Stored data
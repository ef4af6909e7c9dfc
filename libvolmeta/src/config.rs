//! Resolver configuration.
//!
//! Environment variables:
//! - `VOLMETA_API_TIMEOUT_SECS`: deadline in whole seconds applied to every
//!   cluster API call. Defaults to `30`; zero or unparsable values fall back
//!   to the default.

use std::sync::LazyLock;
use std::time::Duration;

/// Environment variable holding the API call deadline in seconds.
pub const API_TIMEOUT_ENV: &str = "VOLMETA_API_TIMEOUT_SECS";

const DEFAULT_API_TIMEOUT: Duration = Duration::from_secs(30);

/// Settings shared by all live-API queries.
#[derive(Debug, Clone, Copy, PartialEq, Eq)]
pub struct ResolverConfig {
    /// Deadline for a single claim or volume fetch.
    pub api_timeout: Duration,
}

impl Default for ResolverConfig {
    fn default() -> Self {
        Self {
            api_timeout: DEFAULT_API_TIMEOUT,
        }
    }
}

impl ResolverConfig {
    /// Read the configuration from the process environment.
    pub fn from_env() -> Self {
        Self::from_timeout_value(std::env::var(API_TIMEOUT_ENV).ok().as_deref())
    }

    fn from_timeout_value(value: Option<&str>) -> Self {
        let api_timeout = value
            .and_then(|v| v.trim().parse::<u64>().ok())
            .filter(|secs| *secs > 0)
            .map(Duration::from_secs)
            .unwrap_or(DEFAULT_API_TIMEOUT);
        Self { api_timeout }
    }
}

/// Globally initialized resolver configuration, read from the environment at
/// first access.
pub static RESOLVER_CONFIG: LazyLock<ResolverConfig> = LazyLock::new(ResolverConfig::from_env);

▶ _EXERCISE_: Begin at the line that has "use std::time::Duration;" in the entries above; stop after the line that has "pub fn from_env()". Transcribe exactly those lines and no others.

▶ _EXERCISE ANSWER_:
use std::time::Duration;

/// Environment variable holding the API call deadline in seconds.
pub const API_TIMEOUT_ENV: &str = "VOLMETA_API_TIMEOUT_SECS";

const DEFAULT_API_TIMEOUT: Duration = Duration::from_secs(30);

/// Settings shared by all live-API queries.
#[derive(Debug, Clone, Copy, PartialEq, Eq)]
pub struct ResolverConfig {
    /// Deadline for a single claim or volume fetch.
    pub api_timeout: Duration,
}

impl Default for ResolverConfig {
    fn default() -> Self {
        Self {
            api_timeout: DEFAULT_API_TIMEOUT,
        }
    }
}

impl ResolverConfig {
    /// Read the configuration from the process environment.
    pub fn from_env() -> Self {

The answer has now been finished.